In production, the entry point is a cloud load balancer: Cloudflare, AWS ALB/NLB, GCP Cloud Load Balancing, or whatever your provider offers. The two CertLocker nodes sit behind it as backends. The cloud LB handles TLS termination or TCP passthrough, health-checks both nodes, and routes traffic away from a failing one automatically with no extra infrastructure to run or maintain on your end.

For our two-node trial on a private cloud tenant, we did not have a cloud LB available, so a small test VM running native HAProxy filled the role: HTTP-to-HTTPS redirect on port 80 and TCP-passthrough on port 443 to the two backend nodes. The configuration below is that stand-in. Swap it for your cloud LB of choice in production — the only thing that must carry over is the health check target.

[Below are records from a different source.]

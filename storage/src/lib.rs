pub mod reader;
pub mod store;
pub mod writer;

#[cfg(test)]
mod tests;

pub use reader::read_records;
pub use store::ProfileStore;
pub use writer::{write_records, StorageFormat};
use chrono::{DateTime, Utc};
use sync_core::{FilterConfig, UserProfile};
use tracing::debug;

/// Outcome of evaluating one profile against the follow rules.
#[derive(Debug, Clone, PartialEq, Eq)]
pub struct Verdict {
    pub accepted: bool,
    pub reason: String,
}

impl Verdict {
    fn accept(reason: impl Into<String>) -> Self {
        Self {
            accepted: true,
            reason: reason.into(),
        }
    }

    fn reject(reason: impl Into<String>) -> Self {
        Self {
            accepted: false,
            reason: reason.into(),
        }
    }
}

/// A custom rule plugged into the filter. Runs after the built-in rules,
/// so it can only narrow the result, never override a rejection.
pub trait FilterPredicate: Send + Sync {
    fn name(&self) -> &str;
    /// True when the profile passes this rule.
    fn evaluate(&self, profile: &UserProfile) -> bool;
}

/// Pure rule evaluator. Rules run in a fixed order and the first failing
/// rule decides the verdict, so the same profile and config always produce
/// the same answer.
pub struct FollowFilter {
    config: FilterConfig,
    predicates: Vec<Box<dyn FilterPredicate>>,
}

impl FollowFilter {
    pub fn new(config: FilterConfig) -> Self {
        Self {
            config,
            predicates: Vec::new(),
        }
    }

    pub fn with_predicate(mut self, predicate: Box<dyn FilterPredicate>) -> Self {
        self.predicates.push(predicate);
        self
    }

    pub fn evaluate(&self, profile: &UserProfile) -> Verdict {
        self.evaluate_at(profile, Utc::now())
    }

    /// Evaluate with an explicit clock, so account-age rules are testable.
    pub fn evaluate_at(&self, profile: &UserProfile, now: DateTime<Utc>) -> Verdict {
        let login_lower = profile.login.to_ascii_lowercase();

        if self
            .config
            .deny_list
            .iter()
            .any(|l| l.eq_ignore_ascii_case(&login_lower))
        {
            return Verdict::reject("deny list");
        }

        // Allow-listed logins bypass every remaining rule
        if self
            .config
            .allow_list
            .iter()
            .any(|l| l.eq_ignore_ascii_case(&login_lower))
        {
            return Verdict::accept("allow list");
        }

        if profile.public_repos < self.config.min_repos {
            return Verdict::reject(format!(
                "too few repos: {} < {}",
                profile.public_repos, self.config.min_repos
            ));
        }
        if profile.public_repos > self.config.max_repos {
            return Verdict::reject(format!(
                "too many repos: {} > {}",
                profile.public_repos, self.config.max_repos
            ));
        }

        if profile.followers < self.config.min_followers {
            return Verdict::reject(format!(
                "too few followers: {} < {}",
                profile.followers, self.config.min_followers
            ));
        }
        if profile.followers > self.config.max_followers {
            return Verdict::reject(format!(
                "too many followers: {} > {}",
                profile.followers, self.config.max_followers
            ));
        }

        if profile.following < self.config.min_following {
            return Verdict::reject(format!(
                "follows too few accounts: {} < {}",
                profile.following, self.config.min_following
            ));
        }

        if let Some(languages) = &self.config.languages {
            let matches = profile
                .top_language
                .as_deref()
                .map(|lang| languages.iter().any(|l| l.eq_ignore_ascii_case(lang)))
                .unwrap_or(false);
            if !matches {
                return Verdict::reject(format!(
                    "language mismatch: {}",
                    profile.top_language.as_deref().unwrap_or("unknown")
                ));
            }
        }

        let haystack = Self::profile_text(profile);

        if !self.config.required_keywords.is_empty() {
            let found = self
                .config
                .required_keywords
                .iter()
                .any(|kw| haystack.contains(&kw.to_ascii_lowercase()));
            if !found {
                return Verdict::reject("missing required keywords");
            }
        }

        for keyword in &self.config.exclude_keywords {
            if haystack.contains(&keyword.to_ascii_lowercase()) {
                return Verdict::reject(format!("excluded keyword: {keyword}"));
            }
        }

        if self.config.min_account_age_days > 0 {
            match profile.account_age_days(now) {
                Some(age) if age >= self.config.min_account_age_days => {}
                Some(age) => {
                    return Verdict::reject(format!(
                        "account too new: {} days < {}",
                        age, self.config.min_account_age_days
                    ));
                }
                // Unknown creation date fails a configured age rule
                None => return Verdict::reject("account age unknown"),
            }
        }

        for predicate in &self.predicates {
            if !predicate.evaluate(profile) {
                debug!(
                    "Profile {} rejected by predicate {}",
                    profile.login,
                    predicate.name()
                );
                return Verdict::reject(format!("predicate failed: {}", predicate.name()));
            }
        }

        Verdict::accept("all rules passed")
    }

    fn profile_text(profile: &UserProfile) -> String {
        [
            profile.bio.as_deref(),
            profile.name.as_deref(),
            profile.company.as_deref(),
            profile.location.as_deref(),
        ]
        .into_iter()
        .flatten()
        .collect::<Vec<_>>()
        .join(" ")
        .to_ascii_lowercase()
    }
}
//! Common types for the GATT sessions

use bitflags::bitflags;

use crate::uuid::{self, Uuid};

/// Attribute handle range covering one discovered service.
#[derive(Debug, Clone, Copy, PartialEq, Eq)]
pub struct ServiceRange {
    pub start_handle: u16,
    pub end_handle: u16,
}

impl ServiceRange {
    pub const fn new(start_handle: u16, end_handle: u16) -> Self {
        Self {
            start_handle,
            end_handle,
        }
    }
}

bitflags! {
    /// Characteristic property flags as declared in the service table and
    /// reported during discovery.
    #[derive(Debug, Clone, Copy, PartialEq, Eq)]
    pub struct CharacteristicProps: u8 {
        const BROADCAST = 0x01;
        const READ = 0x02;
        const WRITE_WITHOUT_RESPONSE = 0x04;
        const WRITE = 0x08;
        const NOTIFY = 0x10;
        const INDICATE = 0x20;
    }
}

/// One characteristic declaration in a local service definition.
#[derive(Debug, Clone, Copy, PartialEq, Eq)]
pub struct CharacteristicDefinition {
    pub uuid: Uuid,
    pub props: CharacteristicProps,
}

/// One local service: a UUID plus its characteristics in declaration order.
///
/// Fixed at startup, read-only thereafter.
#[derive(Debug, Clone, PartialEq, Eq)]
pub struct ServiceDefinition {
    pub uuid: Uuid,
    pub characteristics: Vec<CharacteristicDefinition>,
}

/// The fixed service table served by the peripheral: environmental sensing
/// (temperature, humidity) and the counter service (counter value, control).
pub fn sensor_counter_services() -> Vec<ServiceDefinition> {
    vec![
        ServiceDefinition {
            uuid: uuid::SENSOR_SERVICE,
            characteristics: vec![
                CharacteristicDefinition {
                    uuid: uuid::TEMPERATURE,
                    props: CharacteristicProps::READ | CharacteristicProps::NOTIFY,
                },
                CharacteristicDefinition {
                    uuid: uuid::HUMIDITY,
                    props: CharacteristicProps::READ | CharacteristicProps::NOTIFY,
                },
            ],
        },
        ServiceDefinition {
            uuid: uuid::COUNTER_SERVICE,
            characteristics: vec![
                CharacteristicDefinition {
                    uuid: uuid::COUNTER_VALUE,
                    props: CharacteristicProps::READ | CharacteristicProps::NOTIFY,
                },
                CharacteristicDefinition {
                    uuid: uuid::CONTROL,
                    props: CharacteristicProps::WRITE
                        | CharacteristicProps::WRITE_WITHOUT_RESPONSE,
                },
            ],
        },
    ]
}

/// Value-handle table for the four characteristics of interest, filled in
/// during discovery. The session is ready only once every slot is set.
#[derive(Debug, Clone, Copy, Default, PartialEq, Eq)]
pub struct CharacteristicHandles {
    pub temperature: Option<u16>,
    pub humidity: Option<u16>,
    pub counter: Option<u16>,
    pub control: Option<u16>,
}

impl CharacteristicHandles {
    /// Record a discovered value-handle if the UUID is one of the four of
    /// interest. Unrecognized UUIDs are ignored.
    pub fn record(&mut self, uuid: &Uuid, value_handle: u16) {
        match *uuid {
            uuid::TEMPERATURE => self.temperature = Some(value_handle),
            uuid::HUMIDITY => self.humidity = Some(value_handle),
            uuid::COUNTER_VALUE => self.counter = Some(value_handle),
            uuid::CONTROL => self.control = Some(value_handle),
            _ => {}
        }
    }

    /// All four slots populated.
    pub fn is_complete(&self) -> bool {
        self.temperature.is_some()
            && self.humidity.is_some()
            && self.counter.is_some()
            && self.control.is_some()
    }

    /// The notify channel a value-handle maps to, if any.
    pub fn channel_of(&self, value_handle: u16) -> Option<NotifyChannel> {
        if self.temperature == Some(value_handle) {
            Some(NotifyChannel::Temperature)
        } else if self.humidity == Some(value_handle) {
            Some(NotifyChannel::Humidity)
        } else if self.counter == Some(value_handle) {
            Some(NotifyChannel::Counter)
        } else {
            None
        }
    }

    pub fn clear(&mut self) {
        *self = Self::default();
    }
}

/// Logical channel for notify traffic, tagging which characteristic a
/// payload belongs to.
#[derive(Debug, Clone, Copy, PartialEq, Eq)]
#[repr(u8)]
pub enum NotifyChannel {
    Temperature = 1,
    Humidity = 2,
    Counter = 3,
}

impl NotifyChannel {
    pub fn from_u8(value: u8) -> Option<Self> {
        match value {
            1 => Some(NotifyChannel::Temperature),
            2 => Some(NotifyChannel::Humidity),
            3 => Some(NotifyChannel::Counter),
            _ => None,
        }
    }
}

#[cfg(test)]
mod tests {
    use super::*;

    #[test]
    fn test_record_known_and_unknown() {
        let mut handles = CharacteristicHandles::default();
        handles.record(&uuid::TEMPERATURE, 10);
        handles.record(&Uuid::Uuid16(0x2902), 11);
        assert_eq!(handles.temperature, Some(10));
        assert_eq!(handles.humidity, None);
        assert!(!handles.is_complete());
    }

    #[test]
    fn test_completeness_requires_all_four() {
        let mut handles = CharacteristicHandles::default();
        handles.record(&uuid::TEMPERATURE, 10);
        handles.record(&uuid::HUMIDITY, 12);
        handles.record(&uuid::COUNTER_VALUE, 20);
        assert!(!handles.is_complete());
        handles.record(&uuid::CONTROL, 22);
        assert!(handles.is_complete());
    }

    #[test]
    fn test_channel_mapping() {
        let mut handles = CharacteristicHandles::default();
        handles.record(&uuid::HUMIDITY, 12);
        assert_eq!(handles.channel_of(12), Some(NotifyChannel::Humidity));
        assert_eq!(handles.channel_of(13), None);
    }

    #[test]
    fn test_service_table_shape() {
        let defs = sensor_counter_services();
        assert_eq!(defs.len(), 2);
        assert_eq!(defs[0].uuid, uuid::SENSOR_SERVICE);
        assert_eq!(defs[0].characteristics.len(), 2);
        assert_eq!(defs[1].characteristics[1].uuid, uuid::CONTROL);
        assert!(defs[1].characteristics[1]
            .props
            .contains(CharacteristicProps::WRITE));
    }
}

The health check must be L7, not TCP. The target is /edge/rest/health over HTTPS with the correct Host header. A TCP probe can pass while the application layer is broken: containers starting, Router registry empty after a restart, Edge stuck in a STARTING state. Only the L7 check distinguishes a node that is reachable from one that is actually serving traffic.

Cloud LB equivalents

Cloudflare

Load Balancing with HTTP health monitors. Point two origins at your node IPs. Use /edge/rest/health as the health check path.

AWS

NLB for TCP passthrough (preserves client TLS) or ALB for termination. Target group health check: HTTPS on port 443, path /edge/rest/health.

GCP / others

Any provider with HTTPS health checks and two backend instances works. The nodes themselves run HAProxy for intra-node routing regardless of the cloud LB in front.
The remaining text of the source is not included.